(Entries taken from a collection)

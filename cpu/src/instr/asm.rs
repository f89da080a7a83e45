// SPDX-License-Identifier: MPL-2.0

//! Assembly-language rendering of decoded instructions.

use std::fmt;

/// A disassembled instruction.
#[derive(Clone, Debug, Eq, PartialEq)]
pub struct Asm {
    pub op_name: String,
    pub operands: Vec<Operand>,
}

impl fmt::Display for Asm {
    fn fmt(&self, f: &mut fmt::Formatter<'_>) -> fmt::Result {
        if self.operands.is_empty() {
            return f.write_str(&self.op_name);
        }

        write!(
            f,
            "{} {}",
            self.op_name,
            self
                .operands
                .iter()
                .map(|operand| operand.to_string())
                .collect::<Vec<String>>()
                .join(", ")
        )
    }
}

#[derive(Clone, Debug, Eq, PartialEq)]
pub enum Operand {
    Reg(u8),
    SInt(i32),
    UInt(u32),
}

macro_rules! format_int {
    ($value:expr, $abs_value:expr) => {
        if $abs_value < 0x10 {
            format!("{}", $value)
        } else if $value < 0 {
            format!("-{:#x}", $abs_value)
        } else {
            format!("{:#x}", $value)
        }
    };
}

impl fmt::Display for Operand {
    fn fmt(&self, f: &mut fmt::Formatter<'_>) -> fmt::Result {
        match *self {
            Self::Reg(it) => {
                write!(f, "r{}", it)
            }
            Self::SInt(it) => {
                write!(f, "{}", format_int!(i64::from(it), i64::from(it).abs()))
            }
            Self::UInt(it) => {
                write!(f, "{}", format_int!(i64::from(it), i64::from(it)))
            }
        }
    }
}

EXERCISE DIRECTIONS » What is needed is a full, exact copy of the records.

THE COMPLETED TASK »
filename cpu/src/instr/asm.rs
repository f89da080a7a83e45
// SPDX-License-Identifier: MPL-2.0

//! Assembly-language rendering of decoded instructions.

use std::fmt;

/// A disassembled instruction.
#[derive(Clone, Debug, Eq, PartialEq)]
pub struct Asm {
    pub op_name: String,
    pub operands: Vec<Operand>,
}

impl fmt::Display for Asm {
    fn fmt(&self, f: &mut fmt::Formatter<'_>) -> fmt::Result {
        if self.operands.is_empty() {
            return f.write_str(&self.op_name);
        }

        write!(
            f,
            "{} {}",
            self.op_name,
            self
                .operands
                .iter()
                .map(|operand| operand.to_string())
                .collect::<Vec<String>>()
                .join(", ")
        )
    }
}

#[derive(Clone, Debug, Eq, PartialEq)]
pub enum Operand {
    Reg(u8),
    SInt(i32),
    UInt(u32),
}

macro_rules! format_int {
    ($value:expr, $abs_value:expr) => {
        if $abs_value < 0x10 {
            format!("{}", $value)
        } else if $value < 0 {
            format!("-{:#x}", $abs_value)
        } else {
            format!("{:#x}", $value)
        }
    };
}

impl fmt::Display for Operand {
    fn fmt(&self, f: &mut fmt::Formatter<'_>) -> fmt::Result {
        match *self {
            Self::Reg(it) => {
                write!(f, "r{}", it)
            }
            Self::SInt(it) => {
                write!(f, "{}", format_int!(i64::from(it), i64::from(it).abs()))
            }
            Self::UInt(it) => {
                write!(f, "{}", format_int!(i64::from(it), i64::from(it)))
            }
        }
    }
}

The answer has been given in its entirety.